## Work required
Show the lines below that contain the string "json".

## Provided data
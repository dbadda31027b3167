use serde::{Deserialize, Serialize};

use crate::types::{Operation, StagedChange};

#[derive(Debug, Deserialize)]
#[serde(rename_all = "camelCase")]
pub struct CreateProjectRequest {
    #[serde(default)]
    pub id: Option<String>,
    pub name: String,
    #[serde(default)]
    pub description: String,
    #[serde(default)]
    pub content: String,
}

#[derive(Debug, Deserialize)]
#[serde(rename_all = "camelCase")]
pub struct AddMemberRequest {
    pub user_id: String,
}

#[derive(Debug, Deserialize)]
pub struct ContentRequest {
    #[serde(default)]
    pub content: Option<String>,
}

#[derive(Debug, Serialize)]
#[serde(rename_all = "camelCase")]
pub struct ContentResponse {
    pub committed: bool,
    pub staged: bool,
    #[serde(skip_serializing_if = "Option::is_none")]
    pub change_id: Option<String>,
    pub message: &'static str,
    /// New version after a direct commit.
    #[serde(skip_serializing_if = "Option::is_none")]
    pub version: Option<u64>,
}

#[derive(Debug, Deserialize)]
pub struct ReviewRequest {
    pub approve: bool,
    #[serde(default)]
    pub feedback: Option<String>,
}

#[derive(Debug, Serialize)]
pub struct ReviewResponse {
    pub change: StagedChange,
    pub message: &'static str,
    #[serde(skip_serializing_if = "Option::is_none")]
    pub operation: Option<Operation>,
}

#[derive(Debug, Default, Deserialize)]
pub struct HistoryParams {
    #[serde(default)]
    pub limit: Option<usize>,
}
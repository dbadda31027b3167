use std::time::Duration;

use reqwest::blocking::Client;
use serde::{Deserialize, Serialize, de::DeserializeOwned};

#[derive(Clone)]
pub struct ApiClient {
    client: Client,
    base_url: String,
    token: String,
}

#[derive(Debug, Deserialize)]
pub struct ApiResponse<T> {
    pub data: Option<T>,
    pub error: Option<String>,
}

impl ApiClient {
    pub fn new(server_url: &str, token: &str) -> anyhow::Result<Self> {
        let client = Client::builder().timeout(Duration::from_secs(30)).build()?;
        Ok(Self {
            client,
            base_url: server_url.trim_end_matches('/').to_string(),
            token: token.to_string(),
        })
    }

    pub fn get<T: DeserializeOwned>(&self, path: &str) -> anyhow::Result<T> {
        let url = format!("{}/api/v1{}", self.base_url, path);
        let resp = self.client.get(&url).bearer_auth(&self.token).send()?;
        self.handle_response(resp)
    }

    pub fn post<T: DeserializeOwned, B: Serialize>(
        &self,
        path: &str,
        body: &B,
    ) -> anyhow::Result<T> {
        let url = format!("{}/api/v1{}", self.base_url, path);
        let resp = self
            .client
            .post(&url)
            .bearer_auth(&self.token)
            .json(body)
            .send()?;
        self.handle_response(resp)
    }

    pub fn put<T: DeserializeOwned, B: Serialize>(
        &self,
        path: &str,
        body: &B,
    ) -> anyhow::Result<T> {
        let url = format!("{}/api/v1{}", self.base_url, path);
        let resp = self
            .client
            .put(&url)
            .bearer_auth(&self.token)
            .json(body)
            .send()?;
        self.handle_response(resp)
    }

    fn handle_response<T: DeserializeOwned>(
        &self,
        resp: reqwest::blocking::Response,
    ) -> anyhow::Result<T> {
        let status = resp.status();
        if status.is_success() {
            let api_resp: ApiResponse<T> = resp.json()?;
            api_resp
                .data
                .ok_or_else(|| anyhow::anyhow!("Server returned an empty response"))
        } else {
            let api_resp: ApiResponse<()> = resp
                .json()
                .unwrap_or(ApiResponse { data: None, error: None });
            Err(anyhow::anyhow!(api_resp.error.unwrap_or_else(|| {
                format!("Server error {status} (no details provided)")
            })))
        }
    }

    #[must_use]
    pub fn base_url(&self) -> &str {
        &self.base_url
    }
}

## Answer space
            .json(body)
            .json(body)
            let api_resp: ApiResponse<T> = resp.json()?;
                .json()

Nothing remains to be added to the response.